Cécile Alduy got that privilege the same day, before his talk. The results of her interview have been published in the current issue of the Boston Review. Here’s an excerpt. You can read the whole 5,500-word interview here.
Cécile Alduy: In your writing, you always find a balance between bringing in the long history to understand the way things develop over time and the very detailed hour-to-hour reporting on how it happened. How is your job different from that of an historian?
Philip Gourevitch: Above all, I suppose, to be a good historian you don’t necessarily have to be a good storyteller. You can be a good historian by virtue of making a contribution to the field without making a direct contribution to literature or public understanding. What historians, or anthropologists, or political scientists are interested in can overlap considerably with my interests, but the methodology, discipline, and long-term purpose are really different. I mean, I’m first and last a writer. If I weren’t writing about Rwanda right now, I’d be writing about something else entirely; and if I weren’t writing reportage, I would be writing fiction or plays. That’s not true of most historians who are going to write about Rwanda. They’re going to be coming at it as Rwandanologists. They’re going to be Africanists. They’re going to be Genocide Studies people. They’re going to be legal scholars or professors of postcolonial studies. And their frame of reference will be largely prescribed by that academic discipline—which is, I guess, as it should be.
Cécile Alduy: … In an oral tradition, it might be even more apparent that history is all those little myths that you recombine to carry yourself forward as a collective. I sense that throughout the material that you write about, you’re interested in showing that fluctuating relationship of a people with its own story and that we’re not going to have a neat little package at the end—
Philip Gourevitch: Yes. But I do think that mixed in with what you call myths there’s such a thing as the truth. There are solid truths and demonstrable falsehoods in there. We may not always be able to get to know them, but that doesn’t mean they don’t exist. And the history that interests me most is the history we’re in the midst of—and that means it’s hotly contested history. In Rwanda, where there has been so much killing, it’s also very raw, very open. Questions of crime and punishment hover over so many of the stories there, which means that the people involved are also thinking about their relationship to accountability, what they want from the telling. There’s a lot of accusation and defense—and whether trials and judgments are anticipated, or feared, or in progress, or have been concluded, is always something you have to factor in.

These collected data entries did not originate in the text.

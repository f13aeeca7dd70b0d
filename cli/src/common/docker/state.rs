//! # ddev Docker State Queries
//!
//! File: cli/src/common/docker/state.rs
//!
//! ## Overview
//!
//! Read-only queries against the Docker daemon: existence and running
//! checks, full inspection, health-state extraction, and listing the
//! containers that belong to a project (matched by the
//! `com.ddev.project` label every ddev-owned container carries).
//!
//! A "Not Found" (404) response is interpreted as `false`/absent where the
//! caller asked a yes-no question, and mapped to `DdevError::NotFound`
//! where it asked for details.
//!
use crate::core::error::{DdevError, Result};
use anyhow::anyhow;
use bollard::container::{InspectContainerOptions, ListContainersOptions};
use bollard::models::{ContainerInspectResponse, ContainerStateStatusEnum, ContainerSummary};
use std::collections::HashMap;
use tracing::{debug, error, instrument, warn};

use super::connect::connect;

/// Label key identifying ddev-owned containers; the value is the project name.
pub const PROJECT_LABEL: &str = "com.ddev.project";
/// Label key carrying the container's role within the project.
pub const ROLE_LABEL: &str = "com.ddev.role";

/// Simplified health view of a container.
#[derive(Debug, Clone, Copy, PartialEq, Eq)]
pub enum HealthState {
    /// Running with a passing healthcheck, or running without one.
    Healthy,
    /// Running, healthcheck still starting.
    Starting,
    /// Running, healthcheck failing.
    Unhealthy,
    /// Not running at all.
    NotRunning,
}

/// Checks if a container exists locally by name or ID.
#[instrument(skip(name_or_id), fields(container = %name_or_id))]
pub async fn container_exists(name_or_id: &str) -> Result<bool> {
    let docker = connect().await?;
    match docker
        .inspect_container(name_or_id, None::<InspectContainerOptions>)
        .await
    {
        Ok(_) => Ok(true),
        Err(bollard::errors::Error::DockerResponseServerError {
            status_code: 404, ..
        }) => Ok(false),
        Err(e) => {
            error!("Failed to inspect container '{}': {:?}", name_or_id, e);
            Err(anyhow!(DdevError::DockerApi { source: e })
                .context(format!("Failed to inspect container '{}'", name_or_id)))
        }
    }
}

/// Inspects a container by name or ID.
#[instrument(skip(name_or_id), fields(container = %name_or_id))]
pub async fn inspect_container(name_or_id: &str) -> Result<ContainerInspectResponse> {
    let docker = connect().await?;
    docker
        .inspect_container(name_or_id, None::<InspectContainerOptions>)
        .await
        .map_err(|e| match e {
            bollard::errors::Error::DockerResponseServerError {
                status_code: 404, ..
            } => {
                warn!("Container '{}' not found during inspect.", name_or_id);
                anyhow!(DdevError::not_found("container", name_or_id, ""))
            }
            _ => anyhow!(DdevError::DockerApi { source: e })
                .context(format!("Failed to inspect container '{}'", name_or_id)),
        })
}

/// Checks whether a container is currently in the `running` state.
/// A missing container counts as not running.
#[instrument(skip(name_or_id), fields(container = %name_or_id))]
pub async fn container_running(name_or_id: &str) -> Result<bool> {
    if !container_exists(name_or_id).await? {
        return Ok(false);
    }
    let inspect = inspect_container(name_or_id).await?;
    let running = inspect
        .state
        .as_ref()
        .and_then(|s| s.status)
        .map(|s| s == ContainerStateStatusEnum::RUNNING)
        .unwrap_or(false);
    debug!("Container '{}' running: {}", name_or_id, running);
    Ok(running)
}

/// Extracts the health view of a container. Containers without a
/// healthcheck count as healthy once running.
#[instrument(skip(name_or_id), fields(container = %name_or_id))]
pub async fn container_health(name_or_id: &str) -> Result<HealthState> {
    if !container_exists(name_or_id).await? {
        return Ok(HealthState::NotRunning);
    }
    let inspect = inspect_container(name_or_id).await?;
    let state = match inspect.state {
        Some(s) => s,
        None => return Ok(HealthState::NotRunning),
    };
    if state.status != Some(ContainerStateStatusEnum::RUNNING) {
        return Ok(HealthState::NotRunning);
    }
    use bollard::models::HealthStatusEnum;
    let health = state.health.and_then(|h| h.status);
    Ok(match health {
        Some(HealthStatusEnum::HEALTHY) => HealthState::Healthy,
        Some(HealthStatusEnum::STARTING) => HealthState::Starting,
        Some(HealthStatusEnum::UNHEALTHY) => HealthState::Unhealthy,
        // NONE / EMPTY / absent: no healthcheck defined.
        _ => HealthState::Healthy,
    })
}

/// Lists containers belonging to `project` (all states when `all` is true).
#[instrument(skip(project), fields(project = %project))]
pub async fn list_project_containers(project: &str, all: bool) -> Result<Vec<ContainerSummary>> {
    let docker = connect().await?;
    let mut filters: HashMap<String, Vec<String>> = HashMap::new();
    filters.insert(
        "label".to_string(),
        vec![format!("{}={}", PROJECT_LABEL, project)],
    );
    let options = ListContainersOptions {
        all,
        filters,
        ..Default::default()
    };
    docker
        .list_containers(Some(options))
        .await
        .map_err(|e| anyhow!(DdevError::DockerApi { source: e })
            .context(format!("Failed to list containers for project '{}'", project)))
}

// --- Unit Tests ---
#[cfg(test)]
mod tests {
    use super::*;

    #[test]
    fn test_label_keys() {
        // The label keys are part of the on-engine contract; changing them
        // orphans containers created by earlier versions.
        assert_eq!(PROJECT_LABEL, "com.ddev.project");
        assert_eq!(ROLE_LABEL, "com.ddev.role");
    }

    #[tokio::test]
    #[ignore] // Requires a running Docker daemon.
    async fn test_container_exists_false_for_unknown() {
        let exists = container_exists("ddev-test-no-such-container")
            .await
            .expect("daemon reachable");
        assert!(!exists);
    }
}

But what really interests me ultimately is not to record the past, so much as how people live with the past and get on with it. There’s a kind of fetishization of memory in our culture. Some of it comes from the experience and the memorial culture of the Holocaust—the injunction to remember. And it also comes from the strange collision of Freud and human rights thinking—the belief that anything that is not exposed and addressed and dealt with is festering and going to come back to destroy you. This is obviously not true. Memory is not such a cure-all. On the contrary, many of the great political crimes of recent history were committed in large part in the name of memory. The difference between memory and grudge is not always clean. Memories can hold you back, they can be a terrible burden, even an illness. Yes, memory—hallowed memory—can be a kind of disease. That’s one of the reasons that in every culture we have memorial structures and memorial days, whether for personal grief or for collective historical traumas. Because you need to get on with life the rest of the time and not feel the past too badly. I’m not talking about letting memory go. The thing is to contain memory, and then, on those days, or in those places, you can turn on the tap and really touch and feel it. The idea is not oblivion or even denial of memory. It’s about not poisoning ourselves with memory.
I think that people live many story lines at once, and that we make choices within them, without always being aware how our decisions will be balanced or thrown off balance by the big ideas and the big forces that organize our time and place. We’re none of us free of larger powers, but no larger power is free of us either. And, to me, in many places that I’ve looked at (Abu Ghraib as much as Rwanda) what’s interesting is that accordion relationship between ordinary lives and state power. That’s where historical experience happens—at that intersection of private and public dramas. That’s the crossroads where I like to report and to write.